## Requirement
Starting at the top of the entries below, set down every line exactly, please, until you reach the line with "use sha1::Sha1;", which is included too.

(Collected data entries)
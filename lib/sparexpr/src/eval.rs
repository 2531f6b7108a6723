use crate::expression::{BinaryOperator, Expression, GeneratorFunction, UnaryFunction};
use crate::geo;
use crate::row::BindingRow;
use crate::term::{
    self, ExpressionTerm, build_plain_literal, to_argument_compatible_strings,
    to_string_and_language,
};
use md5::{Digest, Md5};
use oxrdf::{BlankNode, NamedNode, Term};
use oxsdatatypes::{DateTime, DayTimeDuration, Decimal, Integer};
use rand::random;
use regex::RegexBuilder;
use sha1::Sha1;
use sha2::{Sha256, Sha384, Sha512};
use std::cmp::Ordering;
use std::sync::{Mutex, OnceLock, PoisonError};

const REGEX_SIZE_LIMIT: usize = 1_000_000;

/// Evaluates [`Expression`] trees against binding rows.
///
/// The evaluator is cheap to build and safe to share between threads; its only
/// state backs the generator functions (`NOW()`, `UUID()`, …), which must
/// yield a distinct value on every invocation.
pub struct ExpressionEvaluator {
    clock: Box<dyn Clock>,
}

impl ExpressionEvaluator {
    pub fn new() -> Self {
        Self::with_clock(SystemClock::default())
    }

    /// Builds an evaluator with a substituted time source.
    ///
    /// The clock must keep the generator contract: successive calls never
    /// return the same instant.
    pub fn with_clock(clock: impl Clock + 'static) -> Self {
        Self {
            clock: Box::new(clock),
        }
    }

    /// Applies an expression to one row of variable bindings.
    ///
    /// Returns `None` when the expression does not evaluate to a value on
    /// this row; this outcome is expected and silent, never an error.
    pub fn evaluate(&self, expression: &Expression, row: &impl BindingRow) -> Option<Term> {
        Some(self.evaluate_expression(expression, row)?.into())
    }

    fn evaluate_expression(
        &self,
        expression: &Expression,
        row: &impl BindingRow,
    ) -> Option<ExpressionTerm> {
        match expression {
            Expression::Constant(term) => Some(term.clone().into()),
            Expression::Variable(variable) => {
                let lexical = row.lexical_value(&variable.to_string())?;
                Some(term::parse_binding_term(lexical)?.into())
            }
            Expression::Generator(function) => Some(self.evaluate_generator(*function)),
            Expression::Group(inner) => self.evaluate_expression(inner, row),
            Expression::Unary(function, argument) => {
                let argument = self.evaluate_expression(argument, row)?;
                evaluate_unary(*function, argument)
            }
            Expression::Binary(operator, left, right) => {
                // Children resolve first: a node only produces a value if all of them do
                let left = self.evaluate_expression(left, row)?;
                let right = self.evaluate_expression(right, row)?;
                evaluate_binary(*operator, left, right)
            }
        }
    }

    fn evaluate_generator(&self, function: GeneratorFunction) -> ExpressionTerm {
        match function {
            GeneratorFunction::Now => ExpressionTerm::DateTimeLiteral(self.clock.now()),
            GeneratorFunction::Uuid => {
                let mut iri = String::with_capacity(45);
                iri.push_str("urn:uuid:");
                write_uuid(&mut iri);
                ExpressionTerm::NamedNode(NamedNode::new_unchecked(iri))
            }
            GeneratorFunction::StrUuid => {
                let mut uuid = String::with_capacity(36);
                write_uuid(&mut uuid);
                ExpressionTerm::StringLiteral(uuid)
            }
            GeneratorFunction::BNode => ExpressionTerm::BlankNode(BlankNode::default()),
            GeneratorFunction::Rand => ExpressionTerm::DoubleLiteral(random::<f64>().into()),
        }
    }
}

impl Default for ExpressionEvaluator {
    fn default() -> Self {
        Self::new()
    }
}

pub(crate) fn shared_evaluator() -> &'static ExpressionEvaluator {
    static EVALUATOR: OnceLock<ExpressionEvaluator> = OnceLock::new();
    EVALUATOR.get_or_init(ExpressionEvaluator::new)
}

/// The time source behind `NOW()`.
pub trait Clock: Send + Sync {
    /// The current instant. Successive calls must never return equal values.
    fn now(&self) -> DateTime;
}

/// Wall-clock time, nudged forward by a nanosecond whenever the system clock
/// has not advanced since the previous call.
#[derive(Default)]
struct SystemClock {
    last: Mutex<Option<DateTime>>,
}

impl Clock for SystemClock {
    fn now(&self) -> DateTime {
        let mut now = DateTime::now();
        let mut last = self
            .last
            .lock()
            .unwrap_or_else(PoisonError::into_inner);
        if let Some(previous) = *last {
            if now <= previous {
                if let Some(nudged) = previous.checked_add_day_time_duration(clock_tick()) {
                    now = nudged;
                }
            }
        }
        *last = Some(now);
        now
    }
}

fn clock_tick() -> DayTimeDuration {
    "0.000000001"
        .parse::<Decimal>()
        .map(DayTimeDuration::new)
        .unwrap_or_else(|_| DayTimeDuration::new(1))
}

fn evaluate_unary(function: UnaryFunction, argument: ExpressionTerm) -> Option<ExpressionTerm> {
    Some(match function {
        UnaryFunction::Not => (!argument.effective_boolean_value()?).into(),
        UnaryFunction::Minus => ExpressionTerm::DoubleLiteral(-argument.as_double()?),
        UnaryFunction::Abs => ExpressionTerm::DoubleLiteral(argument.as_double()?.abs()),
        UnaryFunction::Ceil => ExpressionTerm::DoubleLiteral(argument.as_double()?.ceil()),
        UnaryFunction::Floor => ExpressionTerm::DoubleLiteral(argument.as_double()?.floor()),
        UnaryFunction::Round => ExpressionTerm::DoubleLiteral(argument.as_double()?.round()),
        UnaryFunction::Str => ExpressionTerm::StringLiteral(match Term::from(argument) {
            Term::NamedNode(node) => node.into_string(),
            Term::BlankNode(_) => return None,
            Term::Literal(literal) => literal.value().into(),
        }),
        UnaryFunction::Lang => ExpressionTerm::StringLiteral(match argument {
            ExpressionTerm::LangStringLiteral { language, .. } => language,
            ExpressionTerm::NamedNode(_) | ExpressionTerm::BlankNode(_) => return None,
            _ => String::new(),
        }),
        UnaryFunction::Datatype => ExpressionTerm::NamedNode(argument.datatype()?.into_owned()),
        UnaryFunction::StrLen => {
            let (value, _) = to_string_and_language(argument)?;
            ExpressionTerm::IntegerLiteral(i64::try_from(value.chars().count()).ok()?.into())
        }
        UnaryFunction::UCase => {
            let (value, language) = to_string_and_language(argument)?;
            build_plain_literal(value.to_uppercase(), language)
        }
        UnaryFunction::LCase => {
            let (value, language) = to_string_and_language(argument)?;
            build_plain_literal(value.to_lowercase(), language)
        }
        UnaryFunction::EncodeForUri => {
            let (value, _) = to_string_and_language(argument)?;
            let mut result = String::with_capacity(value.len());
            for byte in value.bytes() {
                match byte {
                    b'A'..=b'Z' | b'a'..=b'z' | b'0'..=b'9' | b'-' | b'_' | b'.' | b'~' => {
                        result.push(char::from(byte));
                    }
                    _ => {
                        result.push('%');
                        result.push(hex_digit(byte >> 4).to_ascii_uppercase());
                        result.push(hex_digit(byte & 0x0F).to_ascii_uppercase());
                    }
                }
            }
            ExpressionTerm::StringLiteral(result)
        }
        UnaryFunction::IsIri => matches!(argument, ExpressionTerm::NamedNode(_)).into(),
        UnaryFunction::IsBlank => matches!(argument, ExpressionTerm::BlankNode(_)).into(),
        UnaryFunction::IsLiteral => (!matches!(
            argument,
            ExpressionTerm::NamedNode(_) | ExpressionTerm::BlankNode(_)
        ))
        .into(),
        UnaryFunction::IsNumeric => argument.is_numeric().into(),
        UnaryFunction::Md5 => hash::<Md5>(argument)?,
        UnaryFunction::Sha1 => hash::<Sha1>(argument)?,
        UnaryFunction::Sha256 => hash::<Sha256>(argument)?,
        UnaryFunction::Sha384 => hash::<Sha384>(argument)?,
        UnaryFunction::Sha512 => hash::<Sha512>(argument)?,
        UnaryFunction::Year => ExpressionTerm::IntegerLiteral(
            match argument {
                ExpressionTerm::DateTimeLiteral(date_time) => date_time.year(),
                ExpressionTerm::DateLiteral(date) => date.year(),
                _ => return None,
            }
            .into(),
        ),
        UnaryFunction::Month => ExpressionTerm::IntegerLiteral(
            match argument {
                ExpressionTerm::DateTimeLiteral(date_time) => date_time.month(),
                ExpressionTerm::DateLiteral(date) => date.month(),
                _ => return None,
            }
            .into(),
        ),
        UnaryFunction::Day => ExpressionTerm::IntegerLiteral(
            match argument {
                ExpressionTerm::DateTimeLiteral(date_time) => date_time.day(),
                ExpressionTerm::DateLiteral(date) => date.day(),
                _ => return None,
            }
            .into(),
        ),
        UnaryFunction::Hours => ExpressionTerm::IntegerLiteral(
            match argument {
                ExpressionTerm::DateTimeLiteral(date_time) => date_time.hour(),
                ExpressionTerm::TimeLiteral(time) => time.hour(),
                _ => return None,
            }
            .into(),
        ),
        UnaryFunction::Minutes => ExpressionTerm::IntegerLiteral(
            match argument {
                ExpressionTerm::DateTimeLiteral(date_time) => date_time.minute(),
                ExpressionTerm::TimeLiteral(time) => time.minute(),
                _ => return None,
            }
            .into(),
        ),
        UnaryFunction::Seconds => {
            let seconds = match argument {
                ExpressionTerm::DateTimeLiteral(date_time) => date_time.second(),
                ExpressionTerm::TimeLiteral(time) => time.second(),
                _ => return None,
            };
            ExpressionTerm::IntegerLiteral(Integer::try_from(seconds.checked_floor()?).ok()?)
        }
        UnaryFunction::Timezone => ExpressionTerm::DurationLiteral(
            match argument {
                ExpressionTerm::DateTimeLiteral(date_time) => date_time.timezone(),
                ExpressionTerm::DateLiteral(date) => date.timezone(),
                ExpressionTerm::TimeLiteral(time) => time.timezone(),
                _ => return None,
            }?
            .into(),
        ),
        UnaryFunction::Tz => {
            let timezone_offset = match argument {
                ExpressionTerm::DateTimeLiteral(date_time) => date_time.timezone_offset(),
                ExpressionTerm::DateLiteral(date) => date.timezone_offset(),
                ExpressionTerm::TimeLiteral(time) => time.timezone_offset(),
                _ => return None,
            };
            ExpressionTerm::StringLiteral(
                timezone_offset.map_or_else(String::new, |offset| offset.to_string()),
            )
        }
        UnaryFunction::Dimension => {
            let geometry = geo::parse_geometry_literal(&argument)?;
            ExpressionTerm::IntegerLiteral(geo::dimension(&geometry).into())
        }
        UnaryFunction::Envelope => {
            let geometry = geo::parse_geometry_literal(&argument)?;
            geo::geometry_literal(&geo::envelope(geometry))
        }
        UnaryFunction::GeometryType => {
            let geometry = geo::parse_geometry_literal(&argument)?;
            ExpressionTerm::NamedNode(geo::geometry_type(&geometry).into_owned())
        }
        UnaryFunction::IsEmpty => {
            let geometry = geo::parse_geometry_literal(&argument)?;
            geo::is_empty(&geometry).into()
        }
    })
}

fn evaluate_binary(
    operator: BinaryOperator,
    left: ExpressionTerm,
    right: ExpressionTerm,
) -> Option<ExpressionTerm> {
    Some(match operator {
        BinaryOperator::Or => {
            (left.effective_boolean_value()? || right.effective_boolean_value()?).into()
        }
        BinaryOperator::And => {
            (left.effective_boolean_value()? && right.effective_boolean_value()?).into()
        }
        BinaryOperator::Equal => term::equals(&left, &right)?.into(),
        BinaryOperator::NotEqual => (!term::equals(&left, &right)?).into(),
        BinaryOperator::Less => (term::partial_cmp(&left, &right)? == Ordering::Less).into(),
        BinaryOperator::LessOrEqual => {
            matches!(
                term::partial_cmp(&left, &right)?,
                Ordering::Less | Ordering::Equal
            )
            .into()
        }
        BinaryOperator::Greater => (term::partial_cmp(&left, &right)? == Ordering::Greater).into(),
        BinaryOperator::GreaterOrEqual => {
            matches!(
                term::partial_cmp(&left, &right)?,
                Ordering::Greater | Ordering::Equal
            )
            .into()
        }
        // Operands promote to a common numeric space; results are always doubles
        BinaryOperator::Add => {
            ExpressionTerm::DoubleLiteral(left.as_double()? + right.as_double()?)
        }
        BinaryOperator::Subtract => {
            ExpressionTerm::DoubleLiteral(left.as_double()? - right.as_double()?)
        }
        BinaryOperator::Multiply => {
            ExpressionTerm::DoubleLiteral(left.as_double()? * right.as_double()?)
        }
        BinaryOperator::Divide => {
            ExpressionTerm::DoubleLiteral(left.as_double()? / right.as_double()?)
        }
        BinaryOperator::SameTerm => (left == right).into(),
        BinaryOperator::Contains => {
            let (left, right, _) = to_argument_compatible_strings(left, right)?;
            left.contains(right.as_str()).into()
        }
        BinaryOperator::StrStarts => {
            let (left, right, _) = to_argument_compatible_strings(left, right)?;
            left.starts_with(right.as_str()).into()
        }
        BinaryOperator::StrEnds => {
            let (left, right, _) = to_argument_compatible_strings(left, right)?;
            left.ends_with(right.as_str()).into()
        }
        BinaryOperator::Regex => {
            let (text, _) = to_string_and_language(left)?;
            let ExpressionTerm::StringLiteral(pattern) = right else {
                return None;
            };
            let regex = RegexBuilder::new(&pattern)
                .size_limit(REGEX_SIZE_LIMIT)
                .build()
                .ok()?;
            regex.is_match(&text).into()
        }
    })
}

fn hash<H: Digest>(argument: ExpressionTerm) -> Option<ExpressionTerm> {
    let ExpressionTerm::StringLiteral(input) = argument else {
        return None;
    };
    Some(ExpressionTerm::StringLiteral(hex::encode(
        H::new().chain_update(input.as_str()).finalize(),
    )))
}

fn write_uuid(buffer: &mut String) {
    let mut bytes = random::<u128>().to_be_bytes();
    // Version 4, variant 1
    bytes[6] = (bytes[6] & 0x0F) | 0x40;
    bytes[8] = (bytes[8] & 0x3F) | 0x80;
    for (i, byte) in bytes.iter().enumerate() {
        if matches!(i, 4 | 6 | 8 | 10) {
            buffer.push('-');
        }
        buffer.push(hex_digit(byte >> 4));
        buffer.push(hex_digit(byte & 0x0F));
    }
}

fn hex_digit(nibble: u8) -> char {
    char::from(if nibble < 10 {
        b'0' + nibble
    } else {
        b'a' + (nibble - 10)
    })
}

## Written reply
filename lib/sparexpr/src/eval.rs
repository 2531f6b7108a6723
use crate::expression::{BinaryOperator, Expression, GeneratorFunction, UnaryFunction};
use crate::geo;
use crate::row::BindingRow;
use crate::term::{
    self, ExpressionTerm, build_plain_literal, to_argument_compatible_strings,
    to_string_and_language,
};
use md5::{Digest, Md5};
use oxrdf::{BlankNode, NamedNode, Term};
use oxsdatatypes::{DateTime, DayTimeDuration, Decimal, Integer};
use rand::random;
use regex::RegexBuilder;
use sha1::Sha1;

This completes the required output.